» **BRIEF**
Two lines mark the range in the entries below: the one holding "fn default() ->" and the one holding "fn fmt(&self, f: &mut". Set down those two and all lines between them, exactly.

» **RECORDS TO USE**
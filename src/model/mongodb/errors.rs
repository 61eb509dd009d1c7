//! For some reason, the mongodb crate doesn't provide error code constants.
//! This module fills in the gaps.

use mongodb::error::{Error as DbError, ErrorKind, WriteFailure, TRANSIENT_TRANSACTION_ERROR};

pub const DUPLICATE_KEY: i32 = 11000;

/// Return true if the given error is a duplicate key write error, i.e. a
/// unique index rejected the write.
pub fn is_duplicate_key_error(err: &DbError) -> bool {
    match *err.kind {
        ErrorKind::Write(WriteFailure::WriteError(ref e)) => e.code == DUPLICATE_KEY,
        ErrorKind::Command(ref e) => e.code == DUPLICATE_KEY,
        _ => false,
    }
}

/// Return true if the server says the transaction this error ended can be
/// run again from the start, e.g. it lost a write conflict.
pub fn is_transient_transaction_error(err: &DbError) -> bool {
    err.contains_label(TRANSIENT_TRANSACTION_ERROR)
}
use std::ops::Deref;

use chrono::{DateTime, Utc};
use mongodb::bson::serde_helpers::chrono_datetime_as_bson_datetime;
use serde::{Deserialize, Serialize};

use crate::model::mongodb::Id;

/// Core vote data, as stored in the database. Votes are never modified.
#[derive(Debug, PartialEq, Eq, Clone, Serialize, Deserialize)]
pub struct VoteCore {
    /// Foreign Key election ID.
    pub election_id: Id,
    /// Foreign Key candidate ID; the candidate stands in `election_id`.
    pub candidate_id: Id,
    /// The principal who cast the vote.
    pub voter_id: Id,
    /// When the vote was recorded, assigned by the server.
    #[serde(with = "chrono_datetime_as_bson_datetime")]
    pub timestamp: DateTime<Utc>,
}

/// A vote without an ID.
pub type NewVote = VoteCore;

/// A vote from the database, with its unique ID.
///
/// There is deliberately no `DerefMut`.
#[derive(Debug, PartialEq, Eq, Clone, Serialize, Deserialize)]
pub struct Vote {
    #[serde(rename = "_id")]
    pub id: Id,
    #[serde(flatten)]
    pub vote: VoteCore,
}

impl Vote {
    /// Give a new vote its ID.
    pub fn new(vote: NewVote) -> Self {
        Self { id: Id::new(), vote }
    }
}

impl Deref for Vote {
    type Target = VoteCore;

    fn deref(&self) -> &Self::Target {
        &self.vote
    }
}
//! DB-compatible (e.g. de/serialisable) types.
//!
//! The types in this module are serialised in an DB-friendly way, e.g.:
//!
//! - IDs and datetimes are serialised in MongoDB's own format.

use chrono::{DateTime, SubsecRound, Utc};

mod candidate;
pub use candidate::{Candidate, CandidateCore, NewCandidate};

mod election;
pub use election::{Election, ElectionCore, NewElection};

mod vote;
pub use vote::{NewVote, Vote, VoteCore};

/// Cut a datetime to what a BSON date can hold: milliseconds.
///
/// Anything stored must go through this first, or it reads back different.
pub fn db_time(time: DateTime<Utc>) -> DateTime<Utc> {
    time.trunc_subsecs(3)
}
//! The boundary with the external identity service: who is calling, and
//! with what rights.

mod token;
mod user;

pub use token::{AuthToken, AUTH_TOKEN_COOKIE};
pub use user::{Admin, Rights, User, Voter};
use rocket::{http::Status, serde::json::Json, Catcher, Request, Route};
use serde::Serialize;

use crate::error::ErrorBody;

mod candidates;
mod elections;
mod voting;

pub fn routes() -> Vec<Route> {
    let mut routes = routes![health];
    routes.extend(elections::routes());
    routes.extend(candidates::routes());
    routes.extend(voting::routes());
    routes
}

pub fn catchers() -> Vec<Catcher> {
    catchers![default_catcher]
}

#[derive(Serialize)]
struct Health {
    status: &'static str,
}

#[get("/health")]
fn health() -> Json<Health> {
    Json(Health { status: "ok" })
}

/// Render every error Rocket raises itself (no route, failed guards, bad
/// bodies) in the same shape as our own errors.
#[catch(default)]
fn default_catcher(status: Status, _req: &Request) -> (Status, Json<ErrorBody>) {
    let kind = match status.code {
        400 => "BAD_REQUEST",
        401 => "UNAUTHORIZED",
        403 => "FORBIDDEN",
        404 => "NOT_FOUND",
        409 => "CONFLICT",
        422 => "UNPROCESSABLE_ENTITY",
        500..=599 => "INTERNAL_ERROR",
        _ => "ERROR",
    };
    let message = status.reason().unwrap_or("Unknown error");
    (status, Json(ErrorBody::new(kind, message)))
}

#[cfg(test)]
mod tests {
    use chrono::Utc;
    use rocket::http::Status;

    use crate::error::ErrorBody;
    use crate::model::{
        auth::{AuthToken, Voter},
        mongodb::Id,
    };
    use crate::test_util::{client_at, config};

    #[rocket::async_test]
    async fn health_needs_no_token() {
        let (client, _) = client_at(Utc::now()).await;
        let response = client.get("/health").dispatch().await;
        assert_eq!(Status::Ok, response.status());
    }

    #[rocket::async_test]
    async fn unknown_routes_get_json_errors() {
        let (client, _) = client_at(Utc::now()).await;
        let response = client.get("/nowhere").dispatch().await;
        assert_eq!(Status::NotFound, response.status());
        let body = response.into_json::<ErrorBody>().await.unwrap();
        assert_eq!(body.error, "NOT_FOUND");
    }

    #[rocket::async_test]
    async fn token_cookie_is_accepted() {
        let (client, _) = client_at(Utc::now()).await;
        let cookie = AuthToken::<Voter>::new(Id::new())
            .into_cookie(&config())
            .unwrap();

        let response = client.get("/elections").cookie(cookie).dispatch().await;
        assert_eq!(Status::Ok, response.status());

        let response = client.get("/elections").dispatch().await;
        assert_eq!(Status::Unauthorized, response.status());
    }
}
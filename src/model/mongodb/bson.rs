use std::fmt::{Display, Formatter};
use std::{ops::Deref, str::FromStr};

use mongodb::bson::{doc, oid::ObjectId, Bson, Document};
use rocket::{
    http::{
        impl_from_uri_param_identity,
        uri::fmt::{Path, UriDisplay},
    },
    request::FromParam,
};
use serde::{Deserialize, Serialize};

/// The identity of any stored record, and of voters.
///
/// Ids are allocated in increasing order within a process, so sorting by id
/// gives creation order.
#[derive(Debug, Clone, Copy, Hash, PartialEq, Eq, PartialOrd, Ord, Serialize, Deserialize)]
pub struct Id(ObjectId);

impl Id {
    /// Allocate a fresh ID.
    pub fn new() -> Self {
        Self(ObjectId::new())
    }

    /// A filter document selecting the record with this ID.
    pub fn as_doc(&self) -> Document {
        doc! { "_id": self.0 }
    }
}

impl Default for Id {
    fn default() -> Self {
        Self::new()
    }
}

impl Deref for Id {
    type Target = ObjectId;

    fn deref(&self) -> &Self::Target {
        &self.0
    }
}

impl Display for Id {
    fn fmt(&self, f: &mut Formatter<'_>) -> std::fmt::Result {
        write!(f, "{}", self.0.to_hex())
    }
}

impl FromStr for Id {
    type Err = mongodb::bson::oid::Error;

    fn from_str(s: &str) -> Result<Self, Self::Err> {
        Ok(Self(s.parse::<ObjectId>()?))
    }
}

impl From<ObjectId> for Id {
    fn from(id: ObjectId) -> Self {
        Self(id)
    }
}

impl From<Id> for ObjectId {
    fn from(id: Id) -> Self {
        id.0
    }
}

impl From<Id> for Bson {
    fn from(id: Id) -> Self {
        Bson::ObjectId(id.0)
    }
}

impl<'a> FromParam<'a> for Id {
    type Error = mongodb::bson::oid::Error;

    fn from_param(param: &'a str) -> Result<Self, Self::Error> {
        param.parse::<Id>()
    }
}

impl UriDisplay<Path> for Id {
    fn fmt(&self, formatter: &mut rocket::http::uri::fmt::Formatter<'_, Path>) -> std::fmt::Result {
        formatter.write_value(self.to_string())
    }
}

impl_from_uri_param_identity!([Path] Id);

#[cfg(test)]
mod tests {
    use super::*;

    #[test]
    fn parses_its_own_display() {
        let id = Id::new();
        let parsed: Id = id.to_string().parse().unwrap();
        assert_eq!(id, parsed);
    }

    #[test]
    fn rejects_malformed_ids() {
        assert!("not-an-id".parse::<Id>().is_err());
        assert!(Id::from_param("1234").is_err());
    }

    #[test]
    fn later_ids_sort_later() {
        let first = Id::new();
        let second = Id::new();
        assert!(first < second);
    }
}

» **ANSWER TO THIS PROBLEM**
    fn default() -> Self {
        Self::new()
    }
}

impl Deref for Id {
    type Target = ObjectId;

    fn deref(&self) -> &Self::Target {
        &self.0
    }
}

impl Display for Id {
    fn fmt(&self, f: &mut Formatter<'_>) -> std::fmt::Result {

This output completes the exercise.